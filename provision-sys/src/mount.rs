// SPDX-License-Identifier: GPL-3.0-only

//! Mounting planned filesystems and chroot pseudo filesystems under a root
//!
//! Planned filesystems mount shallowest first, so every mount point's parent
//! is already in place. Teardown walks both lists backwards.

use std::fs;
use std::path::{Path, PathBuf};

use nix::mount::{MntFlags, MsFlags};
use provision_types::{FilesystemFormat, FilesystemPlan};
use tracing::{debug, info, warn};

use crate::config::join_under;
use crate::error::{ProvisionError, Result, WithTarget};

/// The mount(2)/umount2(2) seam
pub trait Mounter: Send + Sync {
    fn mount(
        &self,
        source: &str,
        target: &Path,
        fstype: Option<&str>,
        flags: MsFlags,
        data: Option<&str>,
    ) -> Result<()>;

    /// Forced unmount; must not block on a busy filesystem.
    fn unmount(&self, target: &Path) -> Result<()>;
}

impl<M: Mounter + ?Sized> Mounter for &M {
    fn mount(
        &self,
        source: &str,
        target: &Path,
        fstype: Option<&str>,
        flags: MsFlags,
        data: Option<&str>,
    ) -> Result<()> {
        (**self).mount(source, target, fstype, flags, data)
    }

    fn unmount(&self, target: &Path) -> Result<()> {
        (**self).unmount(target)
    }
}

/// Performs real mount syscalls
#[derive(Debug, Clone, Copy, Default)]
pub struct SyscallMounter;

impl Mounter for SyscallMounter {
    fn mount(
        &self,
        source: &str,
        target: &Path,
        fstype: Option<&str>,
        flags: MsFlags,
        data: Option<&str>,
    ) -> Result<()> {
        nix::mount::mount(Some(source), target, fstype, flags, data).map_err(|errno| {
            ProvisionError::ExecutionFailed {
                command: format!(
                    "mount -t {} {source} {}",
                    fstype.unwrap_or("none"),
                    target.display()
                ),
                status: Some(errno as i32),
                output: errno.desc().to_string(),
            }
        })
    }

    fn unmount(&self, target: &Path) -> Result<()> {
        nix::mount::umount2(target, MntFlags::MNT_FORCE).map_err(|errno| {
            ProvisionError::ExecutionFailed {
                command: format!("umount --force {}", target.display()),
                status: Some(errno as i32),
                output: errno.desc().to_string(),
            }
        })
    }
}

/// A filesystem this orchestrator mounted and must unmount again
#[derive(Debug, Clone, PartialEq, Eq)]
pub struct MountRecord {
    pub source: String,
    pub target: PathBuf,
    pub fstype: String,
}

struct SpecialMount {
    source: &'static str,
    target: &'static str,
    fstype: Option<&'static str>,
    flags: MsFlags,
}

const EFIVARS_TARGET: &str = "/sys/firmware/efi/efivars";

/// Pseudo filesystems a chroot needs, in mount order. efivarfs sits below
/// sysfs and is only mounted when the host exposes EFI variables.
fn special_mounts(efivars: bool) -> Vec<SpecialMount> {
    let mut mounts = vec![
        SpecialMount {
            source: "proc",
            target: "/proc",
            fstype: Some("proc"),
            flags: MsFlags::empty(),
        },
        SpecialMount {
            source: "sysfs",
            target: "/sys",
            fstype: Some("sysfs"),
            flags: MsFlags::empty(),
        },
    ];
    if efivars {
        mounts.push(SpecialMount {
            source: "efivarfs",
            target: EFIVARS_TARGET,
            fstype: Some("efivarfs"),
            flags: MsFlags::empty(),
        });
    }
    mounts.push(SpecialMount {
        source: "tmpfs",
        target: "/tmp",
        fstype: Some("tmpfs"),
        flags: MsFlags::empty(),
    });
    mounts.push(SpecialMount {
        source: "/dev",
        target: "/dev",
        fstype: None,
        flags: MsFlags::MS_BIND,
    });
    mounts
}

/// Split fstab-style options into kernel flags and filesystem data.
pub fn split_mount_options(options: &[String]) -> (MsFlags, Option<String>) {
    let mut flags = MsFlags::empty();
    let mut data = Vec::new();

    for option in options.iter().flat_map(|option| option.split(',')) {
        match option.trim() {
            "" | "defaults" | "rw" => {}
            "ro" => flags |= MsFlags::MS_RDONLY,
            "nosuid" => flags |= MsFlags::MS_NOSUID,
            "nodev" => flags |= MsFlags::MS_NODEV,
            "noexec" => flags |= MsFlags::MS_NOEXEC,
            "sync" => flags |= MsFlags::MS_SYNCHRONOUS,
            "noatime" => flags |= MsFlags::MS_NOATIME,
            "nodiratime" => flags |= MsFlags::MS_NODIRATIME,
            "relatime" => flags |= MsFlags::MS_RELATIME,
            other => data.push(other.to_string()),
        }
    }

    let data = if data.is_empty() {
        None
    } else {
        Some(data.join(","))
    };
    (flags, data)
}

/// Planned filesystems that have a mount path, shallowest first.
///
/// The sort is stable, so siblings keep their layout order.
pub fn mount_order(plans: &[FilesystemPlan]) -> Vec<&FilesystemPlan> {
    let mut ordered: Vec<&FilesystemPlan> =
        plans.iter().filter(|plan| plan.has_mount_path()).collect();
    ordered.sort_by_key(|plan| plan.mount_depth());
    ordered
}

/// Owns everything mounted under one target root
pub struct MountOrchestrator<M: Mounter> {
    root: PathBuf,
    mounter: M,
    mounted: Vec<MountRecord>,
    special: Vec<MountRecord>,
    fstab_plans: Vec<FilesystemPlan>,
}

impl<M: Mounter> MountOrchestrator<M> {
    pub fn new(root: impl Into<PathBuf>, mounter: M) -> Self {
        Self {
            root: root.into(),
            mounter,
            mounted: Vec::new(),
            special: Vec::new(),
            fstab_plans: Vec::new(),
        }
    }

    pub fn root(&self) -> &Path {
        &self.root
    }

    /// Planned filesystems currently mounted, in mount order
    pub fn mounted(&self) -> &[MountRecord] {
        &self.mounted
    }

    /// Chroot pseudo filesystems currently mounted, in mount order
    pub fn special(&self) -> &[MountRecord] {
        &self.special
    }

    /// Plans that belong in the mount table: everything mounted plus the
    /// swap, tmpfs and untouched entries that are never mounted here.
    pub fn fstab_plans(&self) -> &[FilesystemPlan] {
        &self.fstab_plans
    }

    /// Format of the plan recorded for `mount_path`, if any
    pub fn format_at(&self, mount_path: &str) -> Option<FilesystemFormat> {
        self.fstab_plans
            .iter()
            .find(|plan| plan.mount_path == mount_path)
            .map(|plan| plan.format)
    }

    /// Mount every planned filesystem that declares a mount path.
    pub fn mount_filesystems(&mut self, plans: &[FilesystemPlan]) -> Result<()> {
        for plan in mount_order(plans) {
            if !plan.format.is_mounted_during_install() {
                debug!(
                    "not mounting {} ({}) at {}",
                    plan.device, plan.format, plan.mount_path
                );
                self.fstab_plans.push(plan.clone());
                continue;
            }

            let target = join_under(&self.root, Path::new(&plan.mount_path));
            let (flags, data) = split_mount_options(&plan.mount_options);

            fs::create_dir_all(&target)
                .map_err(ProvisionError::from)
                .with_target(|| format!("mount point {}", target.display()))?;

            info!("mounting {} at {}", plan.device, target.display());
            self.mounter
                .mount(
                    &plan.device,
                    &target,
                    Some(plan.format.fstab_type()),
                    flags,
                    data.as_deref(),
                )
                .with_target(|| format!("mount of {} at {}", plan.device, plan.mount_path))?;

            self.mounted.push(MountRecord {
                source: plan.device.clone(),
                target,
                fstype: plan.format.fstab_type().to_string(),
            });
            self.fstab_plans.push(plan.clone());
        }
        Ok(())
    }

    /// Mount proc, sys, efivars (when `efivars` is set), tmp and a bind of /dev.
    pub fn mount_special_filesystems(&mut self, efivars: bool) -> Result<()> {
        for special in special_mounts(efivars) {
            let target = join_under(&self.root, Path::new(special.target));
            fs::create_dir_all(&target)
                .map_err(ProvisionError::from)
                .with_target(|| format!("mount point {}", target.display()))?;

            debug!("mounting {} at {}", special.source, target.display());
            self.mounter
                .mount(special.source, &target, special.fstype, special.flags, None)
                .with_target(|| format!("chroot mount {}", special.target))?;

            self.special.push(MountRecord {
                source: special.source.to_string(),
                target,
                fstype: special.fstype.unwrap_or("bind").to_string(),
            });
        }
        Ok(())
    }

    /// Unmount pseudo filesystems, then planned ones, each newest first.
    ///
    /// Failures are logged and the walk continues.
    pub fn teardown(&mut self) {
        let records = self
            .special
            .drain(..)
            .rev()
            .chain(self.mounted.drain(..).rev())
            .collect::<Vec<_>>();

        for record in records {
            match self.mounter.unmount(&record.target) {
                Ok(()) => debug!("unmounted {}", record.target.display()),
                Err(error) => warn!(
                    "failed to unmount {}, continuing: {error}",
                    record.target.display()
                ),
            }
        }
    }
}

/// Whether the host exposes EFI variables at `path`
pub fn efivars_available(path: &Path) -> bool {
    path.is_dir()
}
···
Lines that contain "MountOrchestrator" are to be copied from the records above.

pub struct MountOrchestrator<M: Mounter> {
impl<M: Mounter> MountOrchestrator<M> {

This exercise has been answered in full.